Your answer must be a word-for-word copy of the data.

○ ○ ○

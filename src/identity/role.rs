use serde::{Deserialize, Deserializer, Serialize};
use std::fmt::{Display, Formatter};

/// Closed set of roles a session can act as.
#[derive(Debug, Clone, Copy, PartialEq, Eq, Hash, Serialize, Deserialize)]
#[serde(rename_all = "snake_case")]
pub enum Role {
    Admin,
    Doctor,
    Nurse,
    Receptionist,
    GuestDemo,
}

impl Role {
    pub const ALL: [Role; 5] = [Role::Admin, Role::Doctor, Role::Nurse, Role::Receptionist, Role::GuestDemo];

    pub fn as_str(&self) -> &'static str {
        match self {
            Role::Admin => "admin",
            Role::Doctor => "doctor",
            Role::Nurse => "nurse",
            Role::Receptionist => "receptionist",
            Role::GuestDemo => "guest_demo",
        }
    }

    /// Parse a wire role name. Case-insensitive; accepts the short demo aliases
    /// some backends send.
    pub fn parse(s: &str) -> Option<Role> {
        match s.trim().to_ascii_lowercase().as_str() {
            "admin" => Some(Role::Admin),
            "doctor" => Some(Role::Doctor),
            "nurse" => Some(Role::Nurse),
            "receptionist" => Some(Role::Receptionist),
            "guest_demo" | "guest" | "demo" => Some(Role::GuestDemo),
            _ => None,
        }
    }
}

impl Display for Role {
    fn fmt(&self, f: &mut Formatter<'_>) -> std::fmt::Result {
        f.write_str(self.as_str())
    }
}

/// Lenient role field: unknown or missing names deserialize to `None` instead of
/// failing the whole user payload.
pub(crate) fn de_opt_role<'de, D>(de: D) -> Result<Option<Role>, D::Error>
where
    D: Deserializer<'de>,
{
    let raw: Option<String> = Option::deserialize(de)?;
    Ok(raw.as_deref().and_then(Role::parse))
}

○ ○ ○

Answer to the problem
filename src/identity/role.rs
use serde::{Deserialize, Deserializer, Serialize};
use std::fmt::{Display, Formatter};

/// Closed set of roles a session can act as.
#[derive(Debug, Clone, Copy, PartialEq, Eq, Hash, Serialize, Deserialize)]
#[serde(rename_all = "snake_case")]
pub enum Role {
    Admin,
    Doctor,
    Nurse,
    Receptionist,
    GuestDemo,
}

impl Role {
    pub const ALL: [Role; 5] = [Role::Admin, Role::Doctor, Role::Nurse, Role::Receptionist, Role::GuestDemo];

    pub fn as_str(&self) -> &'static str {
        match self {
            Role::Admin => "admin",
            Role::Doctor => "doctor",
            Role::Nurse => "nurse",
            Role::Receptionist => "receptionist",
            Role::GuestDemo => "guest_demo",
        }
    }

    /// Parse a wire role name. Case-insensitive; accepts the short demo aliases
    /// some backends send.
    pub fn parse(s: &str) -> Option<Role> {
        match s.trim().to_ascii_lowercase().as_str() {
            "admin" => Some(Role::Admin),
            "doctor" => Some(Role::Doctor),
            "nurse" => Some(Role::Nurse),
            "receptionist" => Some(Role::Receptionist),
            "guest_demo" | "guest" | "demo" => Some(Role::GuestDemo),
            _ => None,
        }
    }
}

impl Display for Role {
    fn fmt(&self, f: &mut Formatter<'_>) -> std::fmt::Result {
        f.write_str(self.as_str())
    }
}

/// Lenient role field: unknown or missing names deserialize to `None` instead of
/// failing the whole user payload.
pub(crate) fn de_opt_role<'de, D>(de: D) -> Result<Option<Role>, D::Error>
where
    D: Deserializer<'de>,
{
    let raw: Option<String> = Option::deserialize(de)?;
    Ok(raw.as_deref().and_then(Role::parse))
}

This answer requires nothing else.